Start of RECORDS FOR PROCESSING

/// Raw storage contract shared by every block backend.
///
/// Offsets are translated with [`crate::block::address::Address::of`]
/// (`block = offset / BLOCK_SIZE`, `offset = offset % BLOCK_SIZE`); the
/// buffer and every decorator rely on exactly that mapping.
///
/// Raw transfers never cross a block boundary. Callers issue one call per
/// block and must [`BlockStore::ensure`] capacity before writing.
pub trait BlockStore {
    #[inline]
    fn address(
        &self,
        offset: u64,
    ) -> crate::errors::BlockResult<crate::block::address::Address> {
        crate::block::address::Address::of(offset)
    }

    /// Grows capacity to at least `min_bytes`. Existing blocks keep their
    /// index; a call with `min_bytes <= capacity` does nothing.
    fn ensure(&mut self, min_bytes: u64) -> crate::errors::BlockResult<()>;

    /// Copies `min(dst.len(), BLOCK_SIZE - offset)` bytes out of `block`.
    /// Returns `Ok(0)` when `block` was never allocated.
    fn read_raw(
        &self,
        dst: &mut [u8],
        block: usize,
        offset: usize,
    ) -> crate::errors::BlockResult<usize>;

    /// Copies `min(src.len(), BLOCK_SIZE - offset)` bytes into `block`.
    /// Returns `Ok(0)` when `block` was never allocated.
    fn write_raw(
        &mut self,
        src: &[u8],
        block: usize,
        offset: usize,
    ) -> crate::errors::BlockResult<usize>;

    /// Sets the logical length. Never grows or validates; call `ensure` first.
    fn set_len(&mut self, len: u64);

    /// Logical length in bytes.
    fn len(&self) -> u64;

    #[inline]
    fn is_empty(&self) -> bool {
        self.len() == 0
    }

    /// Number of allocated blocks.
    fn block_count(&self) -> usize;

    /// Allocated bytes, always `>= len()` while open.
    #[inline]
    fn capacity(&self) -> u64 {
        (self.block_count() as u64).saturating_mul(crate::block::BLOCK_SIZE as u64)
    }

    fn is_closed(&self) -> bool;

    /// Releases every block. Further transfers fail with `ClosedStore`.
    fn close(&mut self) -> crate::errors::BlockResult<()>;

    /// Human-readable state listing for debugging.
    fn dump(&self) -> String {
        format!(
            "len: {}\ncapacity: {}\nblocks: {}\n",
            self.len(),
            self.capacity(),
            self.block_count()
        )
    }
}

/*

======================================
========= FORWARDING IMPLS  ==========
======================================

*/

impl<S: BlockStore + ?Sized> BlockStore for &mut S {
    #[inline]
    fn address(
        &self,
        offset: u64,
    ) -> crate::errors::BlockResult<crate::block::address::Address> {
        (**self).address(offset)
    }

    #[inline]
    fn ensure(&mut self, min_bytes: u64) -> crate::errors::BlockResult<()> {
        (**self).ensure(min_bytes)
    }

    #[inline]
    fn read_raw(
        &self,
        dst: &mut [u8],
        block: usize,
        offset: usize,
    ) -> crate::errors::BlockResult<usize> {
        (**self).read_raw(dst, block, offset)
    }

    #[inline]
    fn write_raw(
        &mut self,
        src: &[u8],
        block: usize,
        offset: usize,
    ) -> crate::errors::BlockResult<usize> {
        (**self).write_raw(src, block, offset)
    }

    #[inline]
    fn set_len(&mut self, len: u64) {
        (**self).set_len(len);
    }

    #[inline]
    fn len(&self) -> u64 {
        (**self).len()
    }

    #[inline]
    fn block_count(&self) -> usize {
        (**self).block_count()
    }

    #[inline]
    fn capacity(&self) -> u64 {
        (**self).capacity()
    }

    #[inline]
    fn is_closed(&self) -> bool {
        (**self).is_closed()
    }

    #[inline]
    fn close(&mut self) -> crate::errors::BlockResult<()> {
        (**self).close()
    }

    fn dump(&self) -> String {
        (**self).dump()
    }
}

impl<S: BlockStore + ?Sized> BlockStore for Box<S> {
    #[inline]
    fn address(
        &self,
        offset: u64,
    ) -> crate::errors::BlockResult<crate::block::address::Address> {
        (**self).address(offset)
    }

    #[inline]
    fn ensure(&mut self, min_bytes: u64) -> crate::errors::BlockResult<()> {
        (**self).ensure(min_bytes)
    }

    #[inline]
    fn read_raw(
        &self,
        dst: &mut [u8],
        block: usize,
        offset: usize,
    ) -> crate::errors::BlockResult<usize> {
        (**self).read_raw(dst, block, offset)
    }

    #[inline]
    fn write_raw(
        &mut self,
        src: &[u8],
        block: usize,
        offset: usize,
    ) -> crate::errors::BlockResult<usize> {
        (**self).write_raw(src, block, offset)
    }

    #[inline]
    fn set_len(&mut self, len: u64) {
        (**self).set_len(len);
    }

    #[inline]
    fn len(&self) -> u64 {
        (**self).len()
    }

    #[inline]
    fn block_count(&self) -> usize {
        (**self).block_count()
    }

    #[inline]
    fn capacity(&self) -> u64 {
        (**self).capacity()
    }

    #[inline]
    fn is_closed(&self) -> bool {
        (**self).is_closed()
    }

    #[inline]
    fn close(&mut self) -> crate::errors::BlockResult<()> {
        (**self).close()
    }

    fn dump(&self) -> String {
        (**self).dump()
    }
}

End of RECORDS FOR PROCESSING

▸ **WHAT YOU SHOULD DO**: Return every line of the data unchanged.

▸ **PROBLEM SOLUTION**:
/// Raw storage contract shared by every block backend.
///
/// Offsets are translated with [`crate::block::address::Address::of`]
/// (`block = offset / BLOCK_SIZE`, `offset = offset % BLOCK_SIZE`); the
/// buffer and every decorator rely on exactly that mapping.
///
/// Raw transfers never cross a block boundary. Callers issue one call per
/// block and must [`BlockStore::ensure`] capacity before writing.
pub trait BlockStore {
    #[inline]
    fn address(
        &self,
        offset: u64,
    ) -> crate::errors::BlockResult<crate::block::address::Address> {
        crate::block::address::Address::of(offset)
    }

    /// Grows capacity to at least `min_bytes`. Existing blocks keep their
    /// index; a call with `min_bytes <= capacity` does nothing.
    fn ensure(&mut self, min_bytes: u64) -> crate::errors::BlockResult<()>;

    /// Copies `min(dst.len(), BLOCK_SIZE - offset)` bytes out of `block`.
    /// Returns `Ok(0)` when `block` was never allocated.
    fn read_raw(
        &self,
        dst: &mut [u8],
        block: usize,
        offset: usize,
    ) -> crate::errors::BlockResult<usize>;

    /// Copies `min(src.len(), BLOCK_SIZE - offset)` bytes into `block`.
    /// Returns `Ok(0)` when `block` was never allocated.
    fn write_raw(
        &mut self,
        src: &[u8],
        block: usize,
        offset: usize,
    ) -> crate::errors::BlockResult<usize>;

    /// Sets the logical length. Never grows or validates; call `ensure` first.
    fn set_len(&mut self, len: u64);

    /// Logical length in bytes.
    fn len(&self) -> u64;

    #[inline]
    fn is_empty(&self) -> bool {
        self.len() == 0
    }

    /// Number of allocated blocks.
    fn block_count(&self) -> usize;

    /// Allocated bytes, always `>= len()` while open.
    #[inline]
    fn capacity(&self) -> u64 {
        (self.block_count() as u64).saturating_mul(crate::block::BLOCK_SIZE as u64)
    }

    fn is_closed(&self) -> bool;

    /// Releases every block. Further transfers fail with `ClosedStore`.
    fn close(&mut self) -> crate::errors::BlockResult<()>;

    /// Human-readable state listing for debugging.
    fn dump(&self) -> String {
        format!(
            "len: {}\ncapacity: {}\nblocks: {}\n",
            self.len(),
            self.capacity(),
            self.block_count()
        )
    }
}

/*

======================================
========= FORWARDING IMPLS  ==========
======================================

*/

impl<S: BlockStore + ?Sized> BlockStore for &mut S {
    #[inline]
    fn address(
        &self,
        offset: u64,
    ) -> crate::errors::BlockResult<crate::block::address::Address> {
        (**self).address(offset)
    }

    #[inline]
    fn ensure(&mut self, min_bytes: u64) -> crate::errors::BlockResult<()> {
        (**self).ensure(min_bytes)
    }

    #[inline]
    fn read_raw(
        &self,
        dst: &mut [u8],
        block: usize,
        offset: usize,
    ) -> crate::errors::BlockResult<usize> {
        (**self).read_raw(dst, block, offset)
    }

    #[inline]
    fn write_raw(
        &mut self,
        src: &[u8],
        block: usize,
        offset: usize,
    ) -> crate::errors::BlockResult<usize> {
        (**self).write_raw(src, block, offset)
    }

    #[inline]
    fn set_len(&mut self, len: u64) {
        (**self).set_len(len);
    }

    #[inline]
    fn len(&self) -> u64 {
        (**self).len()
    }

    #[inline]
    fn block_count(&self) -> usize {
        (**self).block_count()
    }

    #[inline]
    fn capacity(&self) -> u64 {
        (**self).capacity()
    }

    #[inline]
    fn is_closed(&self) -> bool {
        (**self).is_closed()
    }

    #[inline]
    fn close(&mut self) -> crate::errors::BlockResult<()> {
        (**self).close()
    }

    fn dump(&self) -> String {
        (**self).dump()
    }
}

impl<S: BlockStore + ?Sized> BlockStore for Box<S> {
    #[inline]
    fn address(
        &self,
        offset: u64,
    ) -> crate::errors::BlockResult<crate::block::address::Address> {
        (**self).address(offset)
    }

    #[inline]
    fn ensure(&mut self, min_bytes: u64) -> crate::errors::BlockResult<()> {
        (**self).ensure(min_bytes)
    }

    #[inline]
    fn read_raw(
        &self,
        dst: &mut [u8],
        block: usize,
        offset: usize,
    ) -> crate::errors::BlockResult<usize> {
        (**self).read_raw(dst, block, offset)
    }

    #[inline]
    fn write_raw(
        &mut self,
        src: &[u8],
        block: usize,
        offset: usize,
    ) -> crate::errors::BlockResult<usize> {
        (**self).write_raw(src, block, offset)
    }

    #[inline]
    fn set_len(&mut self, len: u64) {
        (**self).set_len(len);
    }

    #[inline]
    fn len(&self) -> u64 {
        (**self).len()
    }

    #[inline]
    fn block_count(&self) -> usize {
        (**self).block_count()
    }

    #[inline]
    fn capacity(&self) -> u64 {
        (**self).capacity()
    }

    #[inline]
    fn is_closed(&self) -> bool {
        (**self).is_closed()
    }

    #[inline]
    fn close(&mut self) -> crate::errors::BlockResult<()> {
        (**self).close()
    }

    fn dump(&self) -> String {
        (**self).dump()
    }
}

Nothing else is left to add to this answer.